The novel is told in the voice of Kerry Connelly, an exercise rider who has come to Lexington to work the spring meet, on the run from a husband in New York who is up to his chin in dope and loan sharks. She has beelined to the place she calls home—not Frankfort, Kentucky, where she finished high school, nor her mother’s place in Florida, but the track where she first made something of a name for herself, before leaving with a man she loved and falling flat. At Keeneland, she hopes to hide for a while, work enough to eat, and sort out her feelings.

Kerry is a compelling character, and the string of bad decisions she makes only places her essential integrity in sharper relief. In punishing herself for her mistakes, she does the job thoroughly alienating her old friends, losing her earnings at poker, allowing herself to be sweet-talked into a scam, getting beat up. Living among the racing equivalent of carnival people, Kerry has learned to like the roughness. Owing to Kerry’s trueness and resilience, though, the story is less gritty than a quick synopsis makes it sound. All this self-punishment is part of her healing: She tells herself at one point that she doesn’t deserve to work for her old friend Billy T., but has to earn a new future for herself, without help. Even as her circumstances worsen, she finds first hope, and then salvation. This is not a “Christian” novel, but it is a pilgrim’s progress, a character study of a good woman trying to make sense of a world whose mix of betrayal and grace is recognizable to all of us, backsiders or not.

Kerry takes great care of her mounts. She reads them better than their trainers do, being a lot like a smart, high-strung mare herself Her transcendent feelings during her dawn rides are instantly recognizable to anyone who, on the back of a horse, has felt something similar; these passages are beautifully written, evocative, and show the depth of spirit Kerry is capable of—when not snatching at the seemingly shortest way out of trouble, which, like most shortcuts, isn’t.

Another pleasure of this book is the care with which it is written; well-paced, it ends just as it should. Hagy’s minor characters are nicely drawn, too: among them Reno, the boy preacher turned stable foreman who sermonizes to his horses; Alice, a mid-level trainer fighting to keep her barn in business; and Red Flora, the jockey agent, always positive, always anxious, whose young clients always ditch him in the end.

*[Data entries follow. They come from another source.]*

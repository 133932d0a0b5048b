use std::collections::{BTreeMap, HashSet};

use serde::Serialize;

use crate::ProgressCounts;

/// 1-based ordinal of a track inside its playlist.
pub type SequencePosition = u32;

pub const UNTITLED_TRACK: &str = "Untitled Track";

#[derive(Debug, Clone, Copy, PartialEq, Eq, Serialize, Default)]
#[serde(rename_all = "lowercase")]
pub enum TrackStatus {
    #[default]
    Queued,
    Downloading,
    Completed,
    Failed,
}

impl TrackStatus {
    pub fn is_terminal(self) -> bool {
        matches!(self, TrackStatus::Completed | TrackStatus::Failed)
    }
}

#[derive(Debug, Clone, PartialEq, Eq, Serialize)]
pub struct TrackDescriptor {
    pub id: String,
    pub title: String,
    pub sequence_position: SequencePosition,
    pub status: TrackStatus,
}

/// Assigns sequence positions in arrival order while a playlist is enumerated.
///
/// Missing ids are synthesized as `item_<n>` (n = tracks accepted so far) and
/// missing or blank titles default to [`UNTITLED_TRACK`]. An id that was
/// already handed out gets a `#<position>` suffix so ids stay unique.
#[derive(Debug, Default)]
pub struct TrackListBuilder {
    tracks: Vec<TrackDescriptor>,
    seen_ids: HashSet<String>,
}

impl TrackListBuilder {
    pub fn new() -> Self {
        Self::default()
    }

    pub fn push(&mut self, id: Option<&str>, title: Option<&str>) -> &TrackDescriptor {
        let position = self.tracks.len() as SequencePosition + 1;
        let mut id = match id.map(str::trim).filter(|id| !id.is_empty()) {
            Some(id) => id.to_string(),
            None => format!("item_{}", self.tracks.len()),
        };
        if self.seen_ids.contains(&id) {
            id = format!("{id}#{position}");
        }
        self.seen_ids.insert(id.clone());

        let title = title
            .map(str::trim)
            .filter(|title| !title.is_empty())
            .unwrap_or(UNTITLED_TRACK)
            .to_string();

        self.tracks.push(TrackDescriptor {
            id,
            title,
            sequence_position: position,
            status: TrackStatus::Queued,
        });
        &self.tracks[self.tracks.len() - 1]
    }

    pub fn len(&self) -> usize {
        self.tracks.len()
    }

    pub fn is_empty(&self) -> bool {
        self.tracks.is_empty()
    }

    pub fn finish(self) -> Vec<TrackDescriptor> {
        self.tracks
    }
}

/// Per-job track state, keyed by sequence position.
///
/// Only [`crate::update`] mutates a board once the download phase starts.
#[derive(Debug, Clone, PartialEq, Default)]
pub struct TrackBoard {
    tracks: BTreeMap<SequencePosition, TrackDescriptor>,
    completed: usize,
    failed: usize,
    active: Option<SequencePosition>,
    reported_percent: BTreeMap<SequencePosition, u8>,
}

impl TrackBoard {
    /// Builds a board from an enumerated list. Descriptors are normalized to
    /// `Queued`; a repeated sequence position keeps the first descriptor.
    pub fn new(tracks: Vec<TrackDescriptor>) -> Self {
        let mut map = BTreeMap::new();
        for mut track in tracks {
            track.status = TrackStatus::Queued;
            map.entry(track.sequence_position).or_insert(track);
        }
        Self {
            tracks: map,
            ..Self::default()
        }
    }

    pub fn total(&self) -> usize {
        self.tracks.len()
    }

    pub fn completed(&self) -> usize {
        self.completed
    }

    pub fn failed(&self) -> usize {
        self.failed
    }

    /// Tracks that reached a terminal state.
    pub fn processed(&self) -> usize {
        self.completed + self.failed
    }

    pub fn all_terminal(&self) -> bool {
        self.processed() == self.total()
    }

    pub fn get(&self, position: SequencePosition) -> Option<&TrackDescriptor> {
        self.tracks.get(&position)
    }

    pub fn tracks(&self) -> impl Iterator<Item = &TrackDescriptor> {
        self.tracks.values()
    }

    pub fn snapshot(&self) -> Vec<TrackDescriptor> {
        self.tracks.values().cloned().collect()
    }

    pub fn counts(&self) -> ProgressCounts {
        let total = self.total();
        let percentage = if total == 0 {
            0
        } else {
            ((self.completed as f64 / total as f64) * 100.0).round() as u8
        };
        ProgressCounts {
            downloaded_count: self.completed,
            failed_count: self.failed,
            total_count: total,
            percentage,
        }
    }

    /// The track most recently marked `Downloading`, if it still is.
    pub fn active(&self) -> Option<SequencePosition> {
        self.active
            .filter(|pos| self.status_of(*pos) == Some(TrackStatus::Downloading))
    }

    pub(crate) fn first_queued(&self) -> Option<SequencePosition> {
        self.tracks
            .values()
            .find(|track| track.status == TrackStatus::Queued)
            .map(|track| track.sequence_position)
    }

    pub(crate) fn open_positions(&self) -> Vec<SequencePosition> {
        self.tracks
            .values()
            .filter(|track| !track.status.is_terminal())
            .map(|track| track.sequence_position)
            .collect()
    }

    fn status_of(&self, position: SequencePosition) -> Option<TrackStatus> {
        self.tracks.get(&position).map(|track| track.status)
    }

    /// Applies a status transition. Terminal descriptors never change, and
    /// setting the current status again is not a transition; both return false.
    pub(crate) fn transition(&mut self, position: SequencePosition, status: TrackStatus) -> bool {
        let Some(track) = self.tracks.get_mut(&position) else {
            return false;
        };
        if track.status.is_terminal() || track.status == status {
            return false;
        }
        track.status = status;
        match status {
            TrackStatus::Completed => self.completed += 1,
            TrackStatus::Failed => self.failed += 1,
            TrackStatus::Downloading => self.active = Some(position),
            TrackStatus::Queued => {}
        }
        if status.is_terminal() {
            self.reported_percent.remove(&position);
            if self.active == Some(position) {
                self.active = None;
            }
        }
        true
    }

    /// Records a whole percent for a track; returns false when it equals the
    /// last one reported.
    pub(crate) fn record_percent(&mut self, position: SequencePosition, percent: u8) -> bool {
        self.reported_percent.insert(position, percent) != Some(percent)
    }
}
#![deny(missing_docs)]
//! Shared logging utilities for the streamer workspace.
//!
//! This crate provides the `engine_*` logging macros used across the codebase,
//! the process-wide logger setup used by the server binary, and a minimal test
//! initializer for the global logger.

use std::fs::File;
use std::path::{Path, PathBuf};

use log::LevelFilter;
use serde::Deserialize;
use simplelog::{
    ColorChoice, CombinedLogger, Config, ConfigBuilder, SharedLogger, TermLogger, TerminalMode,
    WriteLogger,
};

/// Logs a trace-level message using the global logging facade.
#[macro_export]
macro_rules! engine_trace {
    ($($arg:tt)*) => {{
        log::trace!($($arg)*);
    }};
}

/// Logs an info-level message using the global logging facade.
#[macro_export]
macro_rules! engine_info {
    ($($arg:tt)*) => {{
        log::info!($($arg)*);
    }};
}

/// Logs a debug-level message using the global logging facade.
#[macro_export]
macro_rules! engine_debug {
    ($($arg:tt)*) => {{
        log::debug!($($arg)*);
    }};
}

/// Logs a warn-level message using the global logging facade.
#[macro_export]
macro_rules! engine_warn {
    ($($arg:tt)*) => {{
        log::warn!($($arg)*);
    }};
}

/// Logs an error-level message using the global logging facade.
#[macro_export]
macro_rules! engine_error {
    ($($arg:tt)*) => {{
        log::error!($($arg)*);
    }};
}

/// Destination for log output.
#[derive(Debug, Clone, Copy, PartialEq, Eq, Default, Deserialize)]
pub enum LogDestination {
    /// Write to a log file only.
    File,
    /// Write to terminal (stdout).
    #[default]
    Terminal,
    /// Write to both file and terminal.
    Both,
}

/// Default log file, relative to the current working directory.
pub const DEFAULT_LOG_FILE: &str = "./engine.log";

/// Initialize the global logger with the specified destination and level.
///
/// For `LogDestination::File` or `Both`, creates (truncates) the file at
/// `log_path`. If the file cannot be created, `File` falls back to no logging
/// and `Both` falls back to the terminal only. Calling this twice is a no-op.
pub fn initialize(destination: LogDestination, level: LevelFilter, log_path: &Path) {
    let config = build_config();

    let loggers: Vec<Box<dyn SharedLogger>> = match destination {
        LogDestination::File => match create_file_logger(level, config, log_path) {
            Some(file_logger) => vec![file_logger],
            None => return,
        },
        LogDestination::Terminal => {
            vec![TermLogger::new(
                level,
                config,
                TerminalMode::Mixed,
                ColorChoice::Auto,
            )]
        }
        LogDestination::Both => {
            let mut loggers: Vec<Box<dyn SharedLogger>> = vec![TermLogger::new(
                level,
                config.clone(),
                TerminalMode::Mixed,
                ColorChoice::Auto,
            )];
            if let Some(file_logger) = create_file_logger(level, config, log_path) {
                loggers.push(file_logger);
            }
            loggers
        }
    };

    let _ = CombinedLogger::init(loggers);
}

/// Parses a level name such as `"info"` or `"DEBUG"`, defaulting to `Info`.
pub fn parse_level(name: &str) -> LevelFilter {
    name.trim().parse().unwrap_or(LevelFilter::Info)
}

/// Initializes a simple terminal logger for use in unit tests.
///
/// This safely no-ops if another logger has already been initialized.
pub fn initialize_for_tests() {
    // Use debug level in debug builds, info in release builds.
    let level = if cfg!(debug_assertions) {
        LevelFilter::Debug
    } else {
        LevelFilter::Info
    };

    // Ignore the error if a logger was already set by another test.
    let _ = CombinedLogger::init(vec![TermLogger::new(
        level,
        Config::default(),
        TerminalMode::Mixed,
        ColorChoice::Auto,
    )]);
}

fn build_config() -> Config {
    ConfigBuilder::new()
        .set_time_format_rfc3339()
        .set_target_level(LevelFilter::Error)
        .build()
}

fn create_file_logger(
    level: LevelFilter,
    config: Config,
    log_path: &Path,
) -> Option<Box<WriteLogger<File>>> {
    let log_path = PathBuf::from(log_path);
    match File::create(&log_path) {
        Ok(file) => Some(WriteLogger::new(level, config, file)),
        Err(err) => {
            eprintln!("Warning: Could not create log file at {:?}: {}", log_path, err);
            None
        }
    }
}

#[cfg(test)]
mod tests {
    use super::*;

    #[test]
    fn parse_level_accepts_any_case_and_falls_back() {
        assert_eq!(parse_level("debug"), LevelFilter::Debug);
        assert_eq!(parse_level(" WARN "), LevelFilter::Warn);
        assert_eq!(parse_level("loud"), LevelFilter::Info);
    }

    #[test]
    fn file_logger_is_skipped_for_unwritable_path() {
        let temp = tempfile::TempDir::new().unwrap();
        let missing = temp.path().join("no_such_dir").join("engine.log");
        assert!(create_file_logger(LevelFilter::Info, build_config(), &missing).is_none());

        let ok = temp.path().join("engine.log");
        assert!(create_file_logger(LevelFilter::Info, build_config(), &ok).is_some());
        assert!(ok.exists());
    }
}
use anyhow::Context;
use engine_logging::{engine_info, engine_warn};
use streamer_app::{router, AppState, Settings};
use streamer_engine::{resolve_toolchain, EngineHandle};
use tokio::net::TcpListener;

#[tokio::main]
async fn main() -> anyhow::Result<()> {
    let settings = Settings::load()?;
    engine_logging::initialize(
        settings.log_destination,
        engine_logging::parse_level(&settings.log_level),
        &settings.log_file,
    );

    let config = settings.engine_config();
    match resolve_toolchain(&config) {
        Ok(toolchain) => engine_info!("Using extractor {:?}", toolchain.extractor.program),
        Err(err) => engine_warn!("{}; downloads will fail until it is installed", err),
    }

    std::fs::create_dir_all(&settings.downloads_dir).with_context(|| {
        format!(
            "creating downloads directory {}",
            settings.downloads_dir.display()
        )
    })?;

    let engine = EngineHandle::new(config);
    let app = router(AppState::new(engine.clone(), settings.downloads_dir.clone()));
    let listener = TcpListener::bind(settings.bind)
        .await
        .with_context(|| format!("binding {}", settings.bind))?;
    engine_info!("Listening on {}", settings.bind);

    axum::serve(listener, app)
        .with_graceful_shutdown(shutdown_signal(engine))
        .await
        .context("server error")?;
    engine_info!("Server stopped");
    Ok(())
}

/// Resolves on Ctrl-C or SIGTERM, after cancelling every running job so open
/// streams can finish.
async fn shutdown_signal(engine: EngineHandle) {
    let ctrl_c = async {
        if let Err(err) = tokio::signal::ctrl_c().await {
            engine_warn!("Failed to listen for Ctrl-C: {}", err);
            std::future::pending::<()>().await;
        }
    };

    #[cfg(unix)]
    let terminate = async {
        match tokio::signal::unix::signal(tokio::signal::unix::SignalKind::terminate()) {
            Ok(mut signal) => {
                signal.recv().await;
            }
            Err(err) => {
                engine_warn!("Failed to listen for SIGTERM: {}", err);
                std::future::pending::<()>().await;
            }
        }
    };
    #[cfg(not(unix))]
    let terminate = std::future::pending::<()>();

    tokio::select! {
        _ = ctrl_c => {}
        _ = terminate => {}
    }
    engine_info!("Shutdown requested; cancelling running jobs");
    engine.shutdown();
}
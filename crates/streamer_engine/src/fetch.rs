use std::time::Duration;

use engine_logging::{engine_debug, engine_info, engine_warn};
use serde::Deserialize;
use streamer_core::{TrackDescriptor, TrackListBuilder};
use tokio_util::sync::CancellationToken;

use crate::process::ProcessGuard;
use crate::tools::ResolvedTool;
use crate::{EngineConfig, FetchError, JobError, ValidationError};

#[derive(Debug, Clone)]
pub struct FetchSettings {
    pub socket_timeout: Duration,
    pub timeout: Duration,
    pub max_tracks: usize,
    pub kill_grace: Duration,
    pub exit_wait: Duration,
}

impl From<&EngineConfig> for FetchSettings {
    fn from(config: &EngineConfig) -> Self {
        Self {
            socket_timeout: config.fetch_socket_timeout,
            timeout: config.fetch_timeout,
            max_tracks: config.max_tracks,
            kill_grace: config.kill_grace,
            exit_wait: config.exit_wait,
        }
    }
}

/// Enumerates a playlist into queued track descriptors with positions 1..=N.
#[async_trait::async_trait]
pub trait PlaylistFetcher: Send + Sync {
    async fn fetch(
        &self,
        source: &str,
        cancel: &CancellationToken,
    ) -> Result<Vec<TrackDescriptor>, JobError>;
}

/// Runs the extractor in flat-playlist mode and reads one JSON record per line.
#[derive(Debug, Clone)]
pub struct ExtractorFetcher {
    tool: ResolvedTool,
    settings: FetchSettings,
}

impl ExtractorFetcher {
    pub fn new(tool: ResolvedTool, settings: FetchSettings) -> Self {
        Self { tool, settings }
    }

    fn command(&self, source: &str) -> tokio::process::Command {
        let mut cmd = self.tool.command();
        cmd.args(["--flat-playlist", "--print-json", "--no-warnings", "--socket-timeout"])
            .arg(self.settings.socket_timeout.as_secs().max(1).to_string())
            .arg("--")
            .arg(source);
        cmd
    }
}

#[derive(Debug, Deserialize)]
struct FlatEntry {
    #[serde(default)]
    id: Option<String>,
    #[serde(default)]
    title: Option<String>,
}

#[derive(Default)]
struct Listing {
    builder: TrackListBuilder,
    last_diagnostic: Option<String>,
}

impl Listing {
    fn accept(&mut self, line: &str) {
        let line = line.trim();
        if line.is_empty() {
            return;
        }
        match serde_json::from_str::<FlatEntry>(line) {
            Ok(entry) => {
                self.builder.push(entry.id.as_deref(), entry.title.as_deref());
            }
            Err(err) => {
                engine_debug!("Skipping non-json enumeration line ({}): {}", err, line);
                self.last_diagnostic = Some(line.to_string());
            }
        }
    }
}

#[async_trait::async_trait]
impl PlaylistFetcher for ExtractorFetcher {
    async fn fetch(
        &self,
        source: &str,
        cancel: &CancellationToken,
    ) -> Result<Vec<TrackDescriptor>, JobError> {
        let cmd = self.command(source);
        engine_info!("Fetching playlist with command: {:?}", cmd.as_std());
        let (mut guard, mut lines) =
            ProcessGuard::spawn(cmd, "enumeration").map_err(FetchError::Spawn)?;

        let mut listing = Listing::default();
        let read_all = async {
            while let Some(line) = lines.recv().await {
                listing.accept(&line?);
            }
            Ok::<(), std::io::Error>(())
        };

        let read = tokio::select! {
            _ = cancel.cancelled() => Err(JobError::Cancelled),
            result = tokio::time::timeout(self.settings.timeout, read_all) => match result {
                Ok(Ok(())) => Ok(()),
                Ok(Err(err)) => Err(FetchError::Io(err).into()),
                Err(_) => Err(FetchError::TimedOut(self.settings.timeout).into()),
            },
        };
        if let Err(err) = read {
            guard.shutdown(self.settings.kill_grace).await;
            return Err(err);
        }

        let exited = guard.wait_exit(self.settings.exit_wait).await;
        let status = match exited {
            Some(status) => Some(status),
            None => guard.shutdown(self.settings.kill_grace).await,
        };

        let tracks = listing.builder.finish();
        engine_info!("Enumeration produced {} tracks (status {:?})", tracks.len(), status);

        if tracks.is_empty() {
            return match status {
                Some(status) if !status.success() => Err(FetchError::Exited {
                    status: status.to_string(),
                    detail: listing.last_diagnostic,
                }
                .into()),
                None => Err(FetchError::Exited {
                    status: "no exit status".to_string(),
                    detail: listing.last_diagnostic,
                }
                .into()),
                Some(_) => Err(FetchError::Empty.into()),
            };
        }
        if let Some(status) = status.filter(|status| !status.success()) {
            engine_warn!(
                "Enumeration exited with {} but returned {} tracks; continuing",
                status,
                tracks.len()
            );
        }
        if tracks.len() > self.settings.max_tracks {
            return Err(ValidationError::TooManyTracks {
                count: tracks.len(),
                limit: self.settings.max_tracks,
            }
            .into());
        }
        Ok(tracks)
    }
}

#[cfg(test)]
mod tests {
    use super::*;

    #[test]
    fn listing_skips_noise_and_keeps_last_diagnostic() {
        let mut listing = Listing::default();
        listing.accept("WARNING: something odd");
        listing.accept(r#"{"id": "a1", "title": "One", "playlist_index": 1}"#);
        listing.accept("   ");
        listing.accept("{not json");
        listing.accept(r#"{"title": null}"#);
        listing.accept(r#"[1, 2]"#);

        assert_eq!(listing.last_diagnostic.as_deref(), Some("[1, 2]"));
        let tracks = listing.builder.finish();
        assert_eq!(tracks.len(), 2);
        assert_eq!(tracks[0].id, "a1");
        assert_eq!(tracks[1].id, "item_1");
        assert_eq!(tracks[1].title, "Untitled Track");
    }
}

Capturing the protagonist’s voice, however, is Hagy’s real accomplishment. Kerry is a character who rings true: not just as an individual but as a representative of an entire late-century generation of 20-somethings. We live in hard times, and the Kerrys of this world will need a good seat, light hands, and plenty of grit in order to ride them out.

 

[Keeneland, by Alyson Hagy (New York: Simon & Schuster) 270 pp., $23.00]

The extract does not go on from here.